[Opening Information given section]

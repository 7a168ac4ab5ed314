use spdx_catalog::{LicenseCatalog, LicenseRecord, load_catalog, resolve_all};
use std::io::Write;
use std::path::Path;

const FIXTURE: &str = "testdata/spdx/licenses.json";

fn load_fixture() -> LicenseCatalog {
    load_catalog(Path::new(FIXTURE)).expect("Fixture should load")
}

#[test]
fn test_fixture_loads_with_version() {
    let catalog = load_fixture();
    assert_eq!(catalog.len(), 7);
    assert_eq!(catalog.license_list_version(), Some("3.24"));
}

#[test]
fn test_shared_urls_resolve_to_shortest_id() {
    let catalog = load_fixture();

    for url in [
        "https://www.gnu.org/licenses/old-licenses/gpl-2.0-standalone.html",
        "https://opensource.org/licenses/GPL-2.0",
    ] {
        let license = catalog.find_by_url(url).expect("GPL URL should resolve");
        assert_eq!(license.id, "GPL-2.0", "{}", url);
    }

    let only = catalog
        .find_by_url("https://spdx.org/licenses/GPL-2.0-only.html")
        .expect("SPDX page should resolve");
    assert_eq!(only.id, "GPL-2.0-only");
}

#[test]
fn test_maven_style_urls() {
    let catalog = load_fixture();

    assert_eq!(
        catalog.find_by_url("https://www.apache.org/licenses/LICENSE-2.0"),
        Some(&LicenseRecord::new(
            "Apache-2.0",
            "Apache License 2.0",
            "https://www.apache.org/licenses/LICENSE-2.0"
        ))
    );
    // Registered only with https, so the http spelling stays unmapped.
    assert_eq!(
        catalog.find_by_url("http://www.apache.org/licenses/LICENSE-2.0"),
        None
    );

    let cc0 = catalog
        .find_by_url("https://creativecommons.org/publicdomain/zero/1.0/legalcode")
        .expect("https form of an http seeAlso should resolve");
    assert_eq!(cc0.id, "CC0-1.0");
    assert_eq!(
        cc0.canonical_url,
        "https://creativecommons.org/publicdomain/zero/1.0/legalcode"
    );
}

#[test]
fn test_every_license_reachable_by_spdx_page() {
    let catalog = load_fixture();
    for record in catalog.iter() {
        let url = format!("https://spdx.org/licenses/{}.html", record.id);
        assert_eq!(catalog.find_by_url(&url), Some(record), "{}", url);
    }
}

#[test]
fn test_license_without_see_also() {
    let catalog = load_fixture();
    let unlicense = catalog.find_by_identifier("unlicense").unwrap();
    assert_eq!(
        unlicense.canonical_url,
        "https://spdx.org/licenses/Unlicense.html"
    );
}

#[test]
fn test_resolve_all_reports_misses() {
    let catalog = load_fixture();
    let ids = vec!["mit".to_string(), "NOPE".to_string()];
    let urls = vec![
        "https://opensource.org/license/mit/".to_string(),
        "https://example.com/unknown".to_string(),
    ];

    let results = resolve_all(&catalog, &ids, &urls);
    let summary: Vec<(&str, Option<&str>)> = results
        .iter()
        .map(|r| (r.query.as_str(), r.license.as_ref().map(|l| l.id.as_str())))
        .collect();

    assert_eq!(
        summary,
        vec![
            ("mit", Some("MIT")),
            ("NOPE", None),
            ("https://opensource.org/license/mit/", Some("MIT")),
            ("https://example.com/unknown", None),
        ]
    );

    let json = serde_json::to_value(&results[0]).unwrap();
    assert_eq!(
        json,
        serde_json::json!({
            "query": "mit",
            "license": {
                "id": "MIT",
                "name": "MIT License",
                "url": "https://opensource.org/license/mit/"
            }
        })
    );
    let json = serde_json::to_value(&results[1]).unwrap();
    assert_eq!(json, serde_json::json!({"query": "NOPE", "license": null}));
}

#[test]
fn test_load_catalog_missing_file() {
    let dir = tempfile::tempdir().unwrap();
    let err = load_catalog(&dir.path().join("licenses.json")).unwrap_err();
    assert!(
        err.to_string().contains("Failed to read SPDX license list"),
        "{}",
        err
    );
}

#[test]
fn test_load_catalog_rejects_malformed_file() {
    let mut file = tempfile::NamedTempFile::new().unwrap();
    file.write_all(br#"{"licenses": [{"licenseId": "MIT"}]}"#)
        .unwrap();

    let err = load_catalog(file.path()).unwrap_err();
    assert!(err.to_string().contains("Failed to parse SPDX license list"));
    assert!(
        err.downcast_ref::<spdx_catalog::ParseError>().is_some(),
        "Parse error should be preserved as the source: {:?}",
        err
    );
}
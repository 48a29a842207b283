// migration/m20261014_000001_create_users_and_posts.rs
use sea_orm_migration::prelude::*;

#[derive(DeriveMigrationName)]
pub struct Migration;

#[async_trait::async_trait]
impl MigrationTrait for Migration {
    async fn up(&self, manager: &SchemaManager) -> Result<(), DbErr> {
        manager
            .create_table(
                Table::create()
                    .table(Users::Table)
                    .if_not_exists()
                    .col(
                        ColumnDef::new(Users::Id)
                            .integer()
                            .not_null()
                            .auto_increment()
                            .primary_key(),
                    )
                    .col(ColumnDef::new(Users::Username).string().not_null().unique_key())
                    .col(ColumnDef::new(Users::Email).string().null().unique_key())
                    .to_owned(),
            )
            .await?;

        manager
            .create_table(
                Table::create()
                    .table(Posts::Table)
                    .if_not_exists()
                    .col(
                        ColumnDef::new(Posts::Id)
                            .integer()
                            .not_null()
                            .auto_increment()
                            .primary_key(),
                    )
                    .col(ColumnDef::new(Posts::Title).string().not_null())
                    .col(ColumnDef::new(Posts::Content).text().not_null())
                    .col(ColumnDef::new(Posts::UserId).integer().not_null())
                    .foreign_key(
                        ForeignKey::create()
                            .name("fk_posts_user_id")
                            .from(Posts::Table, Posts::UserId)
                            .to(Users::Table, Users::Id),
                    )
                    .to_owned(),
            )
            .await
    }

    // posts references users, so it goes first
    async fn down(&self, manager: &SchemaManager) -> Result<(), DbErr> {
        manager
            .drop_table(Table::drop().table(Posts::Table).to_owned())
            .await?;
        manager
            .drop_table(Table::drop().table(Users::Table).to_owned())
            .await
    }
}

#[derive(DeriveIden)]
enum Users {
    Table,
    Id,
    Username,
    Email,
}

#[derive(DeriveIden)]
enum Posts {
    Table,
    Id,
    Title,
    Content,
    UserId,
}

[Closing Information given section]
[Opening Information given section]

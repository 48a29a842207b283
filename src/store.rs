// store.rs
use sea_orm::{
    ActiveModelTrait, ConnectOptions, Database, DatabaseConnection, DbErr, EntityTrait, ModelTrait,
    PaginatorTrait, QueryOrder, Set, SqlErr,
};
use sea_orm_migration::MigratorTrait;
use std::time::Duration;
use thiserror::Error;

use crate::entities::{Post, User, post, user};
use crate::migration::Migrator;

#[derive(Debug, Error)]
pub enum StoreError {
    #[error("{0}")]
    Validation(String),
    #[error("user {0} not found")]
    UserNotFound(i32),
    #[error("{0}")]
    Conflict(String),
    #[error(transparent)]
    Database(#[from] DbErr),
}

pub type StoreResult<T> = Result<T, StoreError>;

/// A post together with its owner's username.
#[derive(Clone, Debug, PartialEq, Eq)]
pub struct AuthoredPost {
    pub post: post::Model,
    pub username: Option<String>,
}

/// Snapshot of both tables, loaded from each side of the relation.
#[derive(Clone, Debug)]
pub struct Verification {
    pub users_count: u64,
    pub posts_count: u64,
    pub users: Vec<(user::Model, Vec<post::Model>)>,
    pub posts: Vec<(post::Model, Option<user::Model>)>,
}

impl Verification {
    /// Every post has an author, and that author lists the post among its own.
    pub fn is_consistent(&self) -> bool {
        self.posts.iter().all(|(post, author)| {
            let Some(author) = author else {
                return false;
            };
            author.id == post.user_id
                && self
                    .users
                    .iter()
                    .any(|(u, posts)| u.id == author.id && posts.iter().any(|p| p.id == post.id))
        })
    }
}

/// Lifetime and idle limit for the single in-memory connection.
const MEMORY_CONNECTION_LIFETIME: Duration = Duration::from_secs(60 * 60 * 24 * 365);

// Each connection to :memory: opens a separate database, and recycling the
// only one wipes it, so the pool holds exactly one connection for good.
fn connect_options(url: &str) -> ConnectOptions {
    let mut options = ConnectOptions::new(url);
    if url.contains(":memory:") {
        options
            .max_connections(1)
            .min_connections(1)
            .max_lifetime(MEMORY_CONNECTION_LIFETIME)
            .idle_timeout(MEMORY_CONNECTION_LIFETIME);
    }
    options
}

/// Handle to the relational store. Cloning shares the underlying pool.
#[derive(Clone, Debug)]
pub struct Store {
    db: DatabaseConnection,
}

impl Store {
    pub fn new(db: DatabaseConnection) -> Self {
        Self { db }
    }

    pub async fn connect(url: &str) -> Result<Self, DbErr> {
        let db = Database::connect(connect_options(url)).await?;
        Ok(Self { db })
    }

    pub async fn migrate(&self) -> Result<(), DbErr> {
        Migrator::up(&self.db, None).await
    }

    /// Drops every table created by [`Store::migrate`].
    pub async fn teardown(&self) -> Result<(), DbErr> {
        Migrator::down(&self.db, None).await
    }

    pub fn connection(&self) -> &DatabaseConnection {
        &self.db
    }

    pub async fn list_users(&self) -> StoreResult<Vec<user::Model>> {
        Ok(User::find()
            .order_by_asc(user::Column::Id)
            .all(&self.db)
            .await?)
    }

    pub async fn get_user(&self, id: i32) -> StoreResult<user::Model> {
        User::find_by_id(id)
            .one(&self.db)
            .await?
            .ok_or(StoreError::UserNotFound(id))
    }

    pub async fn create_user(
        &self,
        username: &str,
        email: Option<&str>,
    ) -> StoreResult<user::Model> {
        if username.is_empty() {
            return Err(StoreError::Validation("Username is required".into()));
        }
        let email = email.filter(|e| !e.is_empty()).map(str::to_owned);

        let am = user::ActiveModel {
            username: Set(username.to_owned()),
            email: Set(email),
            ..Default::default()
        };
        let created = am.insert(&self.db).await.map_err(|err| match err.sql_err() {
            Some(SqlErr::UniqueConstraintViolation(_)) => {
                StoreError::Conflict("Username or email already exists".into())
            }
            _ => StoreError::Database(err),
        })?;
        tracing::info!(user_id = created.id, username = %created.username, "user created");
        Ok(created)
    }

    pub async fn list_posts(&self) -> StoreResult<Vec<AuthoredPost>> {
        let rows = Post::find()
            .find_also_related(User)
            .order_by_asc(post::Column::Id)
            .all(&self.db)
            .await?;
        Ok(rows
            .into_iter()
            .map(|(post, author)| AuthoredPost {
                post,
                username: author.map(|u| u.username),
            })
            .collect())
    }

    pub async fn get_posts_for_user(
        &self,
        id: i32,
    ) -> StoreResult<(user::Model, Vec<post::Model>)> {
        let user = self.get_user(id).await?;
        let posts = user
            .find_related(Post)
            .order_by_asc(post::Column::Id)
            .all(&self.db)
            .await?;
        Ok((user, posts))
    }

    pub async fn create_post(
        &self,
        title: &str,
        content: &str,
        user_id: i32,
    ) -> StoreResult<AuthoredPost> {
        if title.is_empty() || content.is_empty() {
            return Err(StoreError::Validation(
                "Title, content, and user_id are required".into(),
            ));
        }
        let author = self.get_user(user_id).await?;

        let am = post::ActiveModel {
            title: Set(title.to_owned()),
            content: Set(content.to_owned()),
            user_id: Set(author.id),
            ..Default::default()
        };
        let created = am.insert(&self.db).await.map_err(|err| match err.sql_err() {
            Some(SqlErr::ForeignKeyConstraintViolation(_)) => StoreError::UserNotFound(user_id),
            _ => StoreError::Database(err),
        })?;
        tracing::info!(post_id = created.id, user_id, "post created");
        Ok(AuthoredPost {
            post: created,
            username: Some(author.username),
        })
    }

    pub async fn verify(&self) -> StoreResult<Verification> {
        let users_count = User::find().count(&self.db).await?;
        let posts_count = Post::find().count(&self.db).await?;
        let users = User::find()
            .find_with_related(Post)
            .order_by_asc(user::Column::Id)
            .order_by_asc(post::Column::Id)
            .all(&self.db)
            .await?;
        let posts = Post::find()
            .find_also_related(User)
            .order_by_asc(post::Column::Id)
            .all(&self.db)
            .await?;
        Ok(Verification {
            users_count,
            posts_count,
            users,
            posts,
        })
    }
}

[Closing Information given section]

Assignment. Please report every line in the entries above that holds the string "enum".

Solution to the exercise.
enum Users {
enum Posts {
pub enum StoreError {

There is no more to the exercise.